人類の歴史と文化を保存する生きたデータベースとして、彼女はこの時代に留まらなければならない。そして、仮に歴史が改変されても、彼女だけは元の歴史の記憶を改変後の歴史と共に持ち続け、その変化を測定する役割を担う。
「……僕、やっぱり辞退しようかと思ってるんだ」
僕は思い切って言った。選抜の通知を受けて以来、ここ数日、さんざん考えた結論だった。
「君と離れるなんて、やっぱり耐えられな——」
「ダメだよ!」
だが、美月は激しく首を振った。
「そんなことされたら、私、一生後悔する。私のせいで、君が人類の未来を変えるチャンスを失ったなんて」
「でも……」
「お願い。行って」
美月の声が震えた。
「君が過去で頑張って、この絶望的な世界を変えてくれれば、新しい歴史線では、私たちはもっと幸せに出会えるかもしれない」
「そんな保証はないよ。歴史が変われば、僕たちは出会うことすらないかも——」
「絶対にない、とは言い切れない。そうでしょ?」
美月は僕の言葉を遮って薄く微笑んだ。
「それに」
美月が少し俯いて、小さな声で続けた。
「私は記憶継承能力者。先祖のあらゆる記憶を受け継いでいる。ということは……」
彼女が言いよどむ。
「どういうことだ?」
「実は、もう知ってるの。君が過去で何をするか、そこで誰と出会うかも」
僕は息を呑んだ。
「私の中には、西暦二千二十五年に生きていた先祖の記憶がある。田中光希という名前の、私の五代前の先祖」
美月の瞳に涙が滲んだ。
「その先祖の記憶の中に、君がいる」
「え!? じゃあ……」
「そう。君は必ず過去で幸せになれる。私が保証するわ」
美月の声が震えた。
「だから約束して」
美月が僕の手を強く握った。
「過去で出会うすべての人を、心から愛して。私の先祖の記憶が、その先に何があるのかを知っている」
「……君は、それを知っていて僕を送り出すのか?」
「そうよ」
美月は涙を拭いながら微笑んだ。
「愛してるから。君の幸せを願うから。たとえそれが、別の誰かとの幸せでも」
「美月!」
「じゃあね。さようなら、愛しい人」
彼女はそれだけ言い残すと、僕の前から走り去った。
◆◆
出発の日がやってきた。
時間移住施設は地下深くにある巨大な研究所だった。僕は白い実験着を着せられ、時空転送装置の前に立った。
「転送に先立って、記憶の封印処理を開始します」
研究員が確認する。
「はい」
僕は頷いた。美月は見送りに来なかった。
「それでは、処理を開始します」
装置が起動する。
僕の記憶が、少しずつ封印されていく。この時代の詳細な知識も、美月との思い出も。
最後まで残ったのは、美月の面影だった。
「新しい世界で、幸せになって」
意識が薄れる中、僕は美月の声を聞いた気がした。
◆◆
二千二十五年八月。
僕は高校の教室にいた。環境問題に関心のある普通の高校三年生だ。でも、心の奥底には、誰かにとても重要な使命を託されたという想いがずっと燻っていた。

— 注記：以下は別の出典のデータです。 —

//! Pedigree store: the ancestry tree of one subject
//!
//! Owns the tree, the ancestor index and the generation registry and keeps
//! the three in lock-step. Every public mutation leaves them mutually
//! consistent when it returns; structural changes are applied bottom-up.

use std::collections::BTreeSet;

use log::debug;
use serde::{Deserialize, Serialize};

use super::code::{Code, Parent, MAX_GENS};
use super::index::AncestorIndex;
use super::individual::Individual;
use crate::error::{PedigreeError, Result};

/// An individual recorded with more than one distinct sire or dam across
/// its occurrences.
#[derive(Debug, Clone, PartialEq, Eq, Serialize, Deserialize)]
pub struct ParentageConflict {
    pub name: String,
    pub parent: Parent,
    /// Distinct parent names, in order of first occurrence.
    pub recorded: Vec<String>,
}

#[derive(Debug, Clone)]
pub struct Pedigree {
    root: Individual,
    index: AncestorIndex,
    /// Generation number -> codes of every stored node in that generation.
    generations: Vec<BTreeSet<Code>>,
}

impl Default for Pedigree {
    fn default() -> Self {
        let mut generations = vec![BTreeSet::new(); MAX_GENS + 1];
        generations[0].insert(Code::subject());
        Self {
            root: Individual::default(),
            index: AncestorIndex::new(),
            generations,
        }
    }
}

impl Pedigree {
    /// Create an empty pedigree (an unnamed subject).
    pub fn new() -> Self {
        Self::default()
    }

    /// Build a pedigree from a payload rooted at the subject.
    pub fn from_root(data: &Individual) -> Self {
        let mut pedigree = Self::new();
        pedigree.merge(&Code::subject(), data);
        pedigree
    }

    /// The subject node
    pub fn root(&self) -> &Individual {
        &self.root
    }

    /// The ancestor index
    pub fn index(&self) -> &AncestorIndex {
        &self.index
    }

    /// Node stored at `code`, if any
    pub fn get(&self, code: &Code) -> Option<&Individual> {
        self.root.descend(code.steps())
    }

    /// Like [`Pedigree::get`], for callers that report a missing node.
    pub fn node(&self, code: &Code) -> Result<&Individual> {
        self.get(code)
            .ok_or_else(|| PedigreeError::NotFound(code.clone()))
    }

    /// Whether a node is stored at `code`
    pub fn contains(&self, code: &Code) -> bool {
        self.get(code).is_some()
    }

    /// Name recorded at `code`, if any
    pub fn name_at(&self, code: &Code) -> Option<&str> {
        self.get(code).and_then(Individual::name)
    }

    /// Codes carrying `name`, in order of first assignment.
    pub fn occurrences(&self, name: &str) -> Vec<Code> {
        self.index
            .occurrences(name)
            .map(|codes| codes.iter().cloned().collect())
            .unwrap_or_default()
    }

    /// Codes stored in generation `generation`.
    pub fn generation(&self, generation: usize) -> impl Iterator<Item = &Code> {
        self.generations
            .get(generation)
            .into_iter()
            .flat_map(|codes| codes.iter())
    }

    /// Deepest generation holding any node (0 for a bare subject).
    pub fn depth(&self) -> usize {
        self.generations
            .iter()
            .rposition(|codes| !codes.is_empty())
            .unwrap_or(0)
    }

    /// Codes in `generation` that have recorded parents beyond it.
    pub fn with_more_ancestry(&self, generation: usize) -> Vec<Code> {
        self.generation(generation)
            .filter(|code| self.get(code).is_some_and(|node| node.num_parents() > 0))
            .cloned()
            .collect()
    }

    /// Number of stored nodes, the subject included.
    pub fn len(&self) -> usize {
        self.generations.iter().map(BTreeSet::len).sum()
    }

    /// Whether nothing but an unnamed subject is stored
    pub fn is_empty(&self) -> bool {
        self.root.is_empty()
    }

    /// Assign `name` at `code`, creating any missing nodes on the way.
    ///
    /// Returns `false` (and stores nothing) when `code` is deeper than
    /// [`MAX_GENS`]. An empty name clears the current one.
    pub fn set_name(&mut self, code: &Code, name: &str) -> bool {
        if name.is_empty() {
            self.clear_name(code);
            return true;
        }
        if !code.within_depth() {
            debug!("Dropped name '{}' at '{}': beyond {} generations", name, code, MAX_GENS);
            return false;
        }
        self.ensure_node(code);
        self.assign_name(code, Some(name));
        true
    }

    /// Remove the name at `code` and prune nodes left empty. No-op when
    /// nothing is stored there.
    pub fn clear_name(&mut self, code: &Code) {
        if !self.contains(code) {
            return;
        }
        self.assign_name(code, None);
        self.prune_upward(code);
    }

    /// Remove the node at `code` with all its ancestors. For the subject
    /// this empties the whole pedigree. Returns whether anything was stored.
    pub fn clear_subtree(&mut self, code: &Code) -> bool {
        match code.parent_slot() {
            None => {
                let existed = !self.root.is_empty();
                for parent in Parent::BOTH {
                    self.detach(&code.child(parent));
                }
                self.assign_name(code, None);
                existed
            }
            Some((offspring, _)) => {
                let existed = self.detach(code);
                if existed {
                    self.prune_upward(&offspring);
                }
                existed
            }
        }
    }

    /// Merge `data` onto the node at `code`.
    ///
    /// Branches present in `data` are merged recursively (up to
    /// [`MAX_GENS`]); branches absent from `data` are cleared; the name is
    /// replaced by `data`'s name. Returns `false` when `code` itself is too
    /// deep.
    pub fn merge(&mut self, code: &Code, data: &Individual) -> bool {
        if !code.within_depth() {
            debug!("Dropped merge at '{}': beyond {} generations", code, MAX_GENS);
            return false;
        }
        self.ensure_node(code);
        self.merge_node(code, data);
        self.compact(code);
        true
    }

    /// Remove everything, leaving an unnamed subject.
    pub fn clear(&mut self) {
        *self = Self::new();
    }

    /// Individuals recorded with conflicting sires or dams.
    pub fn conflicts(&self) -> Vec<ParentageConflict> {
        let mut conflicts = Vec::new();
        for (name, codes) in self.index.iter() {
            for parent in Parent::BOTH {
                let mut recorded: Vec<String> = Vec::new();
                for code in codes {
                    let parent_name = self
                        .get(code)
                        .and_then(|node| node.parent(parent))
                        .and_then(Individual::name);
                    if let Some(parent_name) = parent_name {
                        if !recorded.iter().any(|r| r == parent_name) {
                            recorded.push(parent_name.to_string());
                        }
                    }
                }
                if recorded.len() > 1 {
                    conflicts.push(ParentageConflict {
                        name: name.to_string(),
                        parent,
                        recorded,
                    });
                }
            }
        }
        conflicts
    }

    /// Check that tree, index and registry mirror each other exactly, that
    /// no code exceeds [`MAX_GENS`] and that no ancestor node is empty.
    pub fn verify(&self) -> bool {
        let nodes = self.root.nodes();
        let mut named = 0;
        for (code, node) in &nodes {
            if !code.within_depth() || (!code.is_subject() && node.is_empty()) {
                return false;
            }
            if !self.generations[code.len()].contains(code) {
                return false;
            }
            if let Some(name) = node.name() {
                named += 1;
                let indexed = self
                    .index
                    .occurrences(name)
                    .is_some_and(|codes| codes.contains(code));
                if !indexed {
                    return false;
                }
            }
        }
        let indexed: usize = self.index.iter().map(|(_, codes)| codes.len()).sum();
        nodes.len() == self.len() && named == indexed
    }

    fn ensure_node(&mut self, code: &Code) {
        let generations = &mut self.generations;
        let mut node = &mut self.root;
        for (depth, step) in code.steps().iter().enumerate() {
            let slot = node.slot_mut(*step);
            if slot.is_none() {
                generations[depth + 1].insert(code.prefix(depth + 1));
            }
            node = &mut **slot.get_or_insert_with(Box::default);
        }
    }

    fn assign_name(&mut self, code: &Code, name: Option<&str>) {
        let name = name.filter(|n| !n.is_empty());
        let Some(node) = self.root.descend_mut(code.steps()) else {
            return;
        };
        if node.name() == name {
            return;
        }
        let old = std::mem::replace(&mut node.name, name.map(str::to_string));
        if let Some(old) = old {
            self.index.remove_occurrence(&old, code);
        }
        if let Some(name) = name {
            self.index.add_occurrence(name, code);
        }
    }

    /// Cut the subtree at a non-subject `code` out of the tree, dropping
    /// its nodes from the index and the registry.
    fn detach(&mut self, code: &Code) -> bool {
        let Some((offspring, slot)) = code.parent_slot() else {
            return false;
        };
        let Some(removed) = self
            .root
            .descend_mut(offspring.steps())
            .and_then(|node| node.slot_mut(slot).take())
        else {
            return false;
        };
        for (relative, node) in removed.nodes() {
            let absolute = code.join(&relative);
            if let Some(name) = node.name() {
                self.index.remove_occurrence(name, &absolute);
            }
            if let Some(codes) = self.generations.get_mut(absolute.len()) {
                codes.remove(&absolute);
            }
        }
        true
    }

    fn prune_upward(&mut self, code: &Code) {
        let mut code = code.clone();
        while let Some((offspring, _)) = code.parent_slot() {
            if !self.get(&code).is_some_and(Individual::is_empty) {
                break;
            }
            self.detach(&code);
            code = offspring;
        }
    }

    /// Drop empty nodes strictly above `code`, then prune from `code` down
    /// towards the subject.
    fn compact(&mut self, code: &Code) {
        let Some(node) = self.get(code) else {
            return;
        };
        let mut above: Vec<Code> = node
            .codes()
            .into_iter()
            .filter(|relative| !relative.is_subject())
            .map(|relative| code.join(&relative))
            .collect();
        above.reverse();
        for candidate in above {
            if self.get(&candidate).is_some_and(Individual::is_empty) {
                self.detach(&candidate);
            }
        }
        self.prune_upward(code);
    }

    fn merge_node(&mut self, code: &Code, data: &Individual) {
        for parent in Parent::BOTH {
            let child = code.child(parent);
            match data.parent(parent) {
                Some(source) if child.within_depth() => {
                    self.ensure_node(&child);
                    self.merge_node(&child, source);
                }
                _ => {
                    self.detach(&child);
                }
            }
        }
        self.assign_name(code, data.name());
    }
}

重度の中二病患者? 構わない。たぶんそうなんだろう。
僕は高校に入ってから本格的に環境保護活動を始めた。SNSで情報発信をし、同世代の仲間を集めた。数万のフォロワーを集め、企業や政府に積極的に働きかけた。
そして、運命の日がやってきた。
「転校生が来るんだって」
クラスメイトが騒いでいる。
教室の扉が開いて、一人の女子生徒が入ってきた。
僕は息を呑んだ。
黒い髪、大きな瞳、優しい笑顔。初めて見るはずなのに、なぜかひどく懐かしく感じた。
「初めまして。今日からお世話になります、田中光希です」
〝ミツキ〟
その名前を聞いた瞬間、僕の心は激しく震えた。いまだ見ぬ未来の記憶の奥底で、やわらかい声が聞こえた気がした。